Sunday, January 14, 2018

HOD Meeting

House Of Delegates Meeting
By Jim Vail


The January, 2018 Chicago Teachers Union House of Delegates met Wednesday to discuss two resolutions and endorse six candidates for office.

VP Jesse Sharkey chaired the meeting because President Karen Lewis is still home recovering from a stroke. He said she is feeling better and they had spoken for two hours.

Sharkey said good riddance to former Chicago Public Schools chief Forrest Claypool who was brought in to destroy the union. He made his name in civic office as a union buster, having helped gut the unions in the Chicago Park District and the Chicago Transit Authority.

Did Claypool fulfill his duty in the schools? He was forced to resign like his predecessor, but not go to prison this time, but he did fire union activists like former Saucedo teacher Sarah Chamber, further the privatization of school services and threaten to layoff thousands of teachers and implement furlough days. Claypool believes in vouchers, Sharkey said, (so does CTU endorsed House Speaker Mike Madigan) and hung a picture of free market wacko Ayn Rand in his office.

What about new schools chief Janice Jackson?

"There are a number of ways she'll be better than Forrest Claypool," Sharkey told the delegates last week. "You don't go up by being the enemy of the system."

The first resolution passed was to support Black Lives Matter School Week of Feb. 5th. The first two or three teachers from CORE who spoke in favor were white, to show solidarity between white and black teachers for this resolution.
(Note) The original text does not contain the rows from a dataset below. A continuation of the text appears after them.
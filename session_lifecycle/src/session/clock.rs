use chrono::{DateTime, Duration, Utc};
use std::sync::Mutex;

/// Source of the current time for expiration decisions
pub trait Clock: Send + Sync + 'static {
    fn now(&self) -> DateTime<Utc>;
}

/// Wall-clock time
#[derive(Debug, Clone, Copy, Default)]
pub struct SystemClock;

impl Clock for SystemClock {
    fn now(&self) -> DateTime<Utc> {
        Utc::now()
    }
}

/// Clock that only moves when told to
#[derive(Debug)]
pub struct ManualClock {
    now: Mutex<DateTime<Utc>>,
}

impl ManualClock {
    pub fn new(start: DateTime<Utc>) -> Self {
        Self {
            now: Mutex::new(start),
        }
    }

    pub fn set(&self, now: DateTime<Utc>) {
        *self.lock() = now;
    }

    pub fn advance(&self, by: Duration) {
        let mut now = self.lock();
        *now += by;
    }

    fn lock(&self) -> std::sync::MutexGuard<'_, DateTime<Utc>> {
        // A poisoned lock still holds a valid timestamp
        self.now.lock().unwrap_or_else(|e| e.into_inner())
    }
}

impl Clock for ManualClock {
    fn now(&self) -> DateTime<Utc> {
        *self.lock()
    }
}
The resolves (what the union pledges to do if you hold its feet to the fire) include the CTU will participate in Black Lives Matter School Week to kick off Black History Month the week of Feb. 5, 2018, CTU will host events aligned to national demands for ending the pushout of Black teachers in our schools, restorative practices in schools and ending zero tolerance discipline, teaching Black and other histories and ethnic studies curriculum (important since this country has swung so hard right to eradicate the curriculum of minorities forged in the radical 60s), and encourage teachers to wear Black Lives Matter at School shirts to school that week and teach lessons about important Black topics.

The next important resolution passed was to Reclaim the Paraprofessional and School Related Personnel (PSRP) in CTU. The discussion about this centered on how CTU lost a lot of teacher aid positions when the jobs were reclassified to SECAs, and then moved to be under the SEIU union. Some teachers demanded the CTU leadership do more to ensure the many aids who have lost their jobs because of this. Sharkey said contract enforcement is the surest way to do this.

The CTU noted that after CPS created the new category of SECA (Special Education Classroom Assistant) outside of CTU membership (just like charter teachers), the number of SECAs, like charter schools, has been growing "astronomically" while CTU PSRPs have fallen greatly - a switch of 3,200 members from CTU to SEIU, and CPS is also reclassifying PSRP positions like early childhood coordinators into jobs not performed by CTU. The resolution resolves to explore ways to regain these lost positions and "CTU will aggressively accrete the thousands more CPS employees that are eligible for union membership in the Central Office, Network Offices, and School units of CPS into the CTU as part of re-carding in preparation for the 2018 Janus court decision." 

The upcoming Janus Supreme Court decision is expected to whack the unions again hard (how else to further the divide between the very rich and rest of us?) by not automatically collecting union dues, you can refuse to pay your union dues.  

The last item for action was endorsing the following names for office - Kwame Raoul for attorney general, Ram Villivalam for state senator, Theresa Mah for state senator, Kelly Cassidy for state rep, Mary Flowers for state rep and Bridget Degnen for Cook County Commissioner.

Yours truly as delegate of Hammond Elementary asked why wasn't Aaron Goldstein considered as a candidate for attorney general. Goldstein is a progressive who upset Ald. Dick Mell for 33rd Ward committeeman and has pledged to take on the banks, something the union has fought hard for when it was discovered Bank of America made millions off toxic loans to the city while closing many schools. The CTU said it was unanimous to endorse Raoul, part of the machine, who has received $100,000 from big tobacco, tens of thousands of dollars from big utilities (watch our rates continue to rise for electricity, water and gas!), voted for the pension bill to whack our pensions hard - everything CTU preaches against!

Exciting mayoral candidate and principal activist Troy LaRavier has endorsed Goldstein.